### [DATA SHOWN]
════════════════════
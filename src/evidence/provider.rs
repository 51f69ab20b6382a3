use async_trait::async_trait;

use super::error::EvidenceError;
use super::types::EvidenceItem;

/// An opaque evidence source.
///
/// Providers return pre-formed [`EvidenceItem`]s; the aggregator neither
/// knows nor cares how they were produced, only that they conform to the
/// item contract. Corpus retrieval is handled separately by the aggregator
/// itself — providers model external search surfaces (fact-check search,
/// news search, web search).
#[async_trait]
pub trait EvidenceProvider: Send + Sync {
    /// Short provider name used in logs and degradation reports.
    fn name(&self) -> &str;

    /// Gathers evidence for `claim`.
    async fn gather(&self, claim: &str) -> Result<Vec<EvidenceItem>, EvidenceError>;
}
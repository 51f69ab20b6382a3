use serde::{Deserialize, Serialize};

use crate::credibility::CredibilityFingerprint;
use crate::evidence::EvidenceItem;
use crate::language::SuspiciousPhrase;
use crate::lesson::MicroLesson;
use crate::verdict::Verdict;

/// Metadata accompanying a fetched article body.
///
/// Bare text claims have no authorship expectation; supply this only when
/// the input came from a document whose byline/date were looked for.
#[derive(Debug, Clone, Default, PartialEq, Serialize, Deserialize)]
pub struct ArticleMeta {
    /// Named author, if the document carried one.
    pub author: Option<String>,
    /// Publication date string, if the document carried one.
    pub published: Option<String>,
}

impl ArticleMeta {
    /// Returns `true` when no non-blank author is present.
    pub fn author_missing(&self) -> bool {
        self.author
            .as_deref()
            .is_none_or(|author| author.trim().is_empty())
    }
}

/// Terminal output of one pipeline invocation. Immutable once returned.
#[derive(Debug, Clone, PartialEq, Serialize, Deserialize)]
pub struct VerificationResult {
    /// The claim the pipeline actually verified.
    pub extracted_claim: String,
    /// Final categorical verdict.
    pub verdict: Verdict,
    /// Confidence in `[0, 1]`.
    pub confidence: f32,
    /// Deterministic explanation of the verdict.
    pub explanation: String,
    /// Ranked reasons, at most three.
    pub reasons: Vec<String>,
    /// The evidentiary basis, deduplicated and ranked.
    pub evidence: Vec<EvidenceItem>,
    /// Multi-factor credibility summary.
    pub fingerprint: CredibilityFingerprint,
    /// Flagged spans of the original input, sorted and non-overlapping.
    pub suspicious_phrases: Vec<SuspiciousPhrase>,
    /// One educational tip for this failure pattern.
    pub lesson: MicroLesson,
    /// Components that degraded during this invocation (empty on clean runs).
    pub degraded: Vec<String>,
}
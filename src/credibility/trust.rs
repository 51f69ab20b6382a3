//! Domain-trust lookup.

use crate::constants::NEUTRAL_TRUST;

/// Maps a source domain to a trust weight in `[0, 1]`.
pub trait DomainTrust: Send + Sync {
    /// Returns the trust weight for `domain` (lowercased host, no `www.`).
    fn trust(&self, domain: &str) -> f32;
}

/// Built-in static trust table.
///
/// Entries match by suffix so subdomains inherit their parent's weight
/// (`climate.nasa.gov` scores as `nasa.gov`). Unknown domains score
/// [`NEUTRAL_TRUST`].
#[derive(Debug, Clone)]
pub struct StaticTrustTable {
    default_trust: f32,
}

const TRUST_ENTRIES: &[(&str, f32)] = &[
    ("reuters.com", 0.95),
    ("apnews.com", 0.95),
    ("factcheck.org", 0.95),
    ("nature.com", 0.95),
    ("science.org", 0.95),
    ("snopes.com", 0.92),
    ("bbc.com", 0.90),
    ("nytimes.com", 0.90),
    ("npr.org", 0.90),
    ("politifact.com", 0.90),
    ("who.int", 0.90),
    ("cdc.gov", 0.90),
    ("nih.gov", 0.90),
    ("nasa.gov", 0.90),
    ("washingtonpost.com", 0.88),
    ("pbs.org", 0.88),
    ("cnn.com", 0.85),
    ("wikipedia.org", 0.75),
    ("beforeitsnews.com", 0.25),
    ("naturalnews.com", 0.20),
    ("infowars.com", 0.15),
];

impl Default for StaticTrustTable {
    fn default() -> Self {
        Self {
            default_trust: NEUTRAL_TRUST,
        }
    }
}

impl StaticTrustTable {
    /// Creates the table with the standard neutral default.
    pub fn new() -> Self {
        Self::default()
    }

    /// Creates the table with a custom weight for unknown domains.
    pub fn with_default_trust(default_trust: f32) -> Self {
        Self {
            default_trust: default_trust.clamp(0.0, 1.0),
        }
    }
}

impl DomainTrust for StaticTrustTable {
    fn trust(&self, domain: &str) -> f32 {
        let domain = domain.to_lowercase();
        for (entry, weight) in TRUST_ENTRIES {
            if domain == *entry || domain.ends_with(&format!(".{entry}")) {
                return *weight;
            }
        }
        self.default_trust
    }
}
════════════════════
### [EXERCISE PROMPT]
Go through the data and copy each line exactly as it was written.

### [OUTPUT FOR THIS TASK]
filename src/evidence/provider.rs
repository 51f69ab20b6382a3
use async_trait::async_trait;

use super::error::EvidenceError;
use super::types::EvidenceItem;

/// An opaque evidence source.
///
/// Providers return pre-formed [`EvidenceItem`]s; the aggregator neither
/// knows nor cares how they were produced, only that they conform to the
/// item contract. Corpus retrieval is handled separately by the aggregator
/// itself — providers model external search surfaces (fact-check search,
/// news search, web search).
#[async_trait]
pub trait EvidenceProvider: Send + Sync {
    /// Short provider name used in logs and degradation reports.
    fn name(&self) -> &str;

    /// Gathers evidence for `claim`.
    async fn gather(&self, claim: &str) -> Result<Vec<EvidenceItem>, EvidenceError>;
}
repository 51f69ab20b6382a3
use serde::{Deserialize, Serialize};

use crate::credibility::CredibilityFingerprint;
use crate::evidence::EvidenceItem;
use crate::language::SuspiciousPhrase;
use crate::lesson::MicroLesson;
use crate::verdict::Verdict;

/// Metadata accompanying a fetched article body.
///
/// Bare text claims have no authorship expectation; supply this only when
/// the input came from a document whose byline/date were looked for.
#[derive(Debug, Clone, Default, PartialEq, Serialize, Deserialize)]
pub struct ArticleMeta {
    /// Named author, if the document carried one.
    pub author: Option<String>,
    /// Publication date string, if the document carried one.
    pub published: Option<String>,
}

impl ArticleMeta {
    /// Returns `true` when no non-blank author is present.
    pub fn author_missing(&self) -> bool {
        self.author
            .as_deref()
            .is_none_or(|author| author.trim().is_empty())
    }
}

/// Terminal output of one pipeline invocation. Immutable once returned.
#[derive(Debug, Clone, PartialEq, Serialize, Deserialize)]
pub struct VerificationResult {
    /// The claim the pipeline actually verified.
    pub extracted_claim: String,
    /// Final categorical verdict.
    pub verdict: Verdict,
    /// Confidence in `[0, 1]`.
    pub confidence: f32,
    /// Deterministic explanation of the verdict.
    pub explanation: String,
    /// Ranked reasons, at most three.
    pub reasons: Vec<String>,
    /// The evidentiary basis, deduplicated and ranked.
    pub evidence: Vec<EvidenceItem>,
    /// Multi-factor credibility summary.
    pub fingerprint: CredibilityFingerprint,
    /// Flagged spans of the original input, sorted and non-overlapping.
    pub suspicious_phrases: Vec<SuspiciousPhrase>,
    /// One educational tip for this failure pattern.
    pub lesson: MicroLesson,
    /// Components that degraded during this invocation (empty on clean runs).
    pub degraded: Vec<String>,
}
filename src/credibility/trust.rs
repository 51f69ab20b6382a3
//! Domain-trust lookup.

use crate::constants::NEUTRAL_TRUST;

/// Maps a source domain to a trust weight in `[0, 1]`.
pub trait DomainTrust: Send + Sync {
    /// Returns the trust weight for `domain` (lowercased host, no `www.`).
    fn trust(&self, domain: &str) -> f32;
}

/// Built-in static trust table.
///
/// Entries match by suffix so subdomains inherit their parent's weight
/// (`climate.nasa.gov` scores as `nasa.gov`). Unknown domains score
/// [`NEUTRAL_TRUST`].
#[derive(Debug, Clone)]
pub struct StaticTrustTable {
    default_trust: f32,
}

const TRUST_ENTRIES: &[(&str, f32)] = &[
    ("reuters.com", 0.95),
    ("apnews.com", 0.95),
    ("factcheck.org", 0.95),
    ("nature.com", 0.95),
    ("science.org", 0.95),
    ("snopes.com", 0.92),
    ("bbc.com", 0.90),
    ("nytimes.com", 0.90),
    ("npr.org", 0.90),
    ("politifact.com", 0.90),
    ("who.int", 0.90),
    ("cdc.gov", 0.90),
    ("nih.gov", 0.90),
    ("nasa.gov", 0.90),
    ("washingtonpost.com", 0.88),
    ("pbs.org", 0.88),
    ("cnn.com", 0.85),
    ("wikipedia.org", 0.75),
    ("beforeitsnews.com", 0.25),
    ("naturalnews.com", 0.20),
    ("infowars.com", 0.15),
];

impl Default for StaticTrustTable {
    fn default() -> Self {
        Self {
            default_trust: NEUTRAL_TRUST,
        }
    }
}

impl StaticTrustTable {
    /// Creates the table with the standard neutral default.
    pub fn new() -> Self {
        Self::default()
    }

    /// Creates the table with a custom weight for unknown domains.
    pub fn with_default_trust(default_trust: f32) -> Self {
        Self {
            default_trust: default_trust.clamp(0.0, 1.0),
        }
    }
}

impl DomainTrust for StaticTrustTable {
    fn trust(&self, domain: &str) -> f32 {
        let domain = domain.to_lowercase();
        for (entry, weight) in TRUST_ENTRIES {
            if domain == *entry || domain.ends_with(&format!(".{entry}")) {
                return *weight;
            }
        }
        self.default_trust
    }
}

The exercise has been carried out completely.